Effects of Nrf2 suppression on HO-1 expression in DCs stimulated with crude OMVs. (A) Nrf2 translocation and HO-1 expression in crude OMV-exposed DCs. DC2.4 cells were transfected with Nrf2-specific shRNA or a control RNA. Transfected cells were treated with crude OMVs (50 μg/ml) for 6 h, and immunofluorescence microscopy was performed. Each group of cells was stained with anti-HO-1 Ab (green), anti-Nrf2 Ab (red), and 4′,6′-diamidino-2-phenylindole (DAPI; blue, nucleus). Data are representative of at least five experiments. (B) HO-1 expression in DCs derived from wild-type and Nrf2^−/− knockout mice.

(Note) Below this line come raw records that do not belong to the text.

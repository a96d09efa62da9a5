//! Catalog item record.

use serde::{Deserialize, Serialize};

use super::id::ItemId;
use super::price::Price;

/// An immutable product/app record from the static catalog.
///
/// Catalog items are supplied at startup and never mutated by the engine.
/// The cart and the installation registry copy the fields they need at the
/// time of the operation, so later catalog edits never rewrite history.
#[derive(Debug, Clone, PartialEq, Serialize, Deserialize)]
pub struct CatalogItem {
    /// Unique, stable identifier.
    pub id: ItemId,
    /// Display name.
    pub title: String,
    /// Vendor or publisher name.
    pub vendor: String,
    /// Free-form category label (e.g., "Defense", "Productivity").
    pub category: String,
    /// Unit price.
    pub price: Price,
    /// Average rating, 0.0 to 5.0.
    pub rating: f64,
    /// Lifetime download count.
    pub downloads: u64,
    /// Image URL.
    pub image: String,
    /// Short description.
    pub description: String,
}

#[cfg(test)]
mod tests {
    use super::*;
    use crate::types::price::CurrencyCode;
    use rust_decimal::Decimal;

    fn sample() -> CatalogItem {
        CatalogItem {
            id: ItemId::new(1),
            title: "Quantum Shield".to_string(),
            vendor: "Hero Labs".to_string(),
            category: "Defense".to_string(),
            price: Price::new(Decimal::from(1250), CurrencyCode::USD),
            rating: 4.8,
            downloads: 125_000,
            image: "https://example.com/quantum-shield.png".to_string(),
            description: "Generates a temporary energy field.".to_string(),
        }
    }

    #[test]
    fn test_serde_roundtrip() {
        let item = sample();
        let json = serde_json::to_string(&item).expect("serialize");
        let back: CatalogItem = serde_json::from_str(&json).expect("deserialize");
        assert_eq!(back, item);
    }

    #[test]
    fn test_price_serializes_as_string() {
        // serde-with-str keeps decimal amounts exact in JSON payloads
        let json = serde_json::to_string(&sample()).expect("serialize");
        assert!(json.contains("\"amount\":\"1250\""));
    }
}
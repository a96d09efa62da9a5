//! File-backed installation registry lifecycles.

use appbay_core::ItemId;
use appbay_integration_tests::sample_catalog;
use appbay_storefront::{
    FileStore, InstallationRegistry, SortOrder, StorageBackend, installs::STORAGE_KEY,
};

// =============================================================================
// Persistence Across Sessions
// =============================================================================

#[test]
fn test_installs_survive_reopen() {
    let dir = tempfile::tempdir().expect("tempdir");
    let catalog = sample_catalog();

    {
        let mut registry = InstallationRegistry::open(FileStore::new(dir.path()));
        let item = catalog.get(ItemId::new(3)).expect("catalog item");
        assert!(registry.install(item).expect("install"));
    }

    // A fresh registry over the same directory sees the previous session
    let registry = InstallationRegistry::open(FileStore::new(dir.path()));
    assert_eq!(registry.len(), 1);
    assert!(registry.is_installed(ItemId::new(3)));
    assert_eq!(registry.list()[0].title, "Invisibility Cloak V2");
}

#[test]
fn test_uninstall_survives_reopen() {
    let dir = tempfile::tempdir().expect("tempdir");
    let catalog = sample_catalog();

    {
        let mut registry = InstallationRegistry::open(FileStore::new(dir.path()));
        for id in [1, 2, 3] {
            registry
                .install(catalog.get(ItemId::new(id)).expect("catalog item"))
                .expect("install");
        }
        assert!(registry.uninstall(ItemId::new(2)).expect("uninstall"));
    }

    let registry = InstallationRegistry::open(FileStore::new(dir.path()));
    let ids: Vec<i32> = registry.list().iter().map(|e| e.id.as_i32()).collect();
    assert_eq!(ids, vec![1, 3]);
}

#[test]
fn test_install_idempotent_across_sessions() {
    let dir = tempfile::tempdir().expect("tempdir");
    let catalog = sample_catalog();
    let item = catalog.get(ItemId::new(2)).expect("catalog item");

    let mut first = InstallationRegistry::open(FileStore::new(dir.path()));
    assert!(first.install(item).expect("install"));

    let mut second = InstallationRegistry::open(FileStore::new(dir.path()));
    assert!(!second.install(item).expect("install"));
    assert_eq!(second.len(), 1);
}

// =============================================================================
// Corruption Recovery
// =============================================================================

#[test]
fn test_externally_corrupted_payload_reloads_empty() {
    let dir = tempfile::tempdir().expect("tempdir");
    let catalog = sample_catalog();

    {
        let mut registry = InstallationRegistry::open(FileStore::new(dir.path()));
        registry
            .install(catalog.get(ItemId::new(5)).expect("catalog item"))
            .expect("install");
    }

    // Something else scribbles over the persisted payload
    let mut store = FileStore::new(dir.path());
    store.set(STORAGE_KEY, "{definitely-not-json").expect("set");

    let registry = InstallationRegistry::open(FileStore::new(dir.path()));
    assert!(registry.is_empty());
    assert!(registry.list().is_empty());
}

#[test]
fn test_cleared_payload_reloads_empty() {
    let dir = tempfile::tempdir().expect("tempdir");
    let mut store = FileStore::new(dir.path());
    store.set(STORAGE_KEY, "[]").expect("set");

    let registry = InstallationRegistry::open(FileStore::new(dir.path()));
    assert!(registry.is_empty());
}

// =============================================================================
// Ordering
// =============================================================================

#[test]
fn test_install_order_and_sorting_across_sessions() {
    let dir = tempfile::tempdir().expect("tempdir");
    let catalog = sample_catalog();

    {
        let mut registry = InstallationRegistry::open(FileStore::new(dir.path()));
        for id in [4, 5, 1] {
            registry
                .install(catalog.get(ItemId::new(id)).expect("catalog item"))
                .expect("install");
        }
    }

    let registry = InstallationRegistry::open(FileStore::new(dir.path()));
    let installed: Vec<i32> = registry.list().iter().map(|e| e.id.as_i32()).collect();
    assert_eq!(installed, vec![4, 5, 1], "install order survives reload");

    let by_downloads: Vec<i32> = registry
        .list_sorted_by_downloads(SortOrder::Descending)
        .iter()
        .map(|e| e.id.as_i32())
        .collect();
    assert_eq!(by_downloads, vec![5, 1, 4]);
}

DCs derived from wild-type (WT) or Nrf2^−/− knockout (KO) mice were stimulated with crude OMVs (50 μg/ml) for 12 h. Expression of HO-1 proteins in each panel was measured by ELISA (means ± SEM; n = 5). *, P < 0.01.

FIG 7

Akt/mTOR pathway is involved in HO-1 expression induced by H. pylori OMV stimulation. (A) Murine BM-derived DCs were stimulated with crude OMVs (50 μg/ml) for the indicated time periods. Expression levels of phospho-S6K1, S6K1, phospho-Akt, Akt, and actin were measured by immunoblot analysis. Results are representative of more than three independent experiments. (B) DCs were pretreated with everolimus (1 μM) or rapamycin (100 nM) for 30 min, after which cells were stimulated with crude OMVs (50 μg/ml) for another 1 h (phospho-S6K1) or 12 h (HO-1). Protein levels of phospho-S6K1, HO-1, and actin in total cell extracts were determined using immunoblot analysis. Results are representative of more than five independent experiments. (C) DC2.4 cells were transfected with Akt1- or mTOR-specific silencing siRNA (siRNA) or nonsilencing control siRNA (NS RNA) for 48 h. Transfected cells were stimulated with crude OMVs (50 μg/ml) or the mTOR inducer MHY1485 (5 μM) for another 1 h, after which expression of phospho-Akt and phospho-mTOR was analyzed by immunoblotting. Results shown are representative of three independent experiments. (D) Transfected cells were either left untreated or stimulated with crude OMVs (50 μg/ml) for another 1 h (phospho-IκBα), 6 h (Nrf2), or 12 h (HO-1). Each ELISA kit measured activities of phospho-IκBα and Nrf2, as well as HO-1 expression. Data are expressed as mean fold induction ± SEM (%) relative to that in untreated controls (n = 5). *, P < 0.05.

FIG 8

Relationship between suppression of Akt-mTOR activity and HO-1 expression in human PBMC-derived DCs stimulated with crude H. pylori OMVs. Human PBMC-derived DCs were pretreated with MK-2206 (100 nM) or rapamycin (100 nM) for 30 min, after which cells were stimulated with crude OMVs (50 μg/ml) for another 1 h (phospho-IκBα), 6 h (Nrf2), or 12 h (HO-1). Activities of phospho-IκBα and Nrf2 and expression of HO-1 were measured by each ELISA kit. Data are expressed as mean fold induction ± SEM (%) relative to that in untreated controls (n = 5). *, P < 0.01; NS, not significant.

FIG 9

Schematic summary indicating how signal transduction by crude H. pylori OMVs induces HO-1 expression in DCs.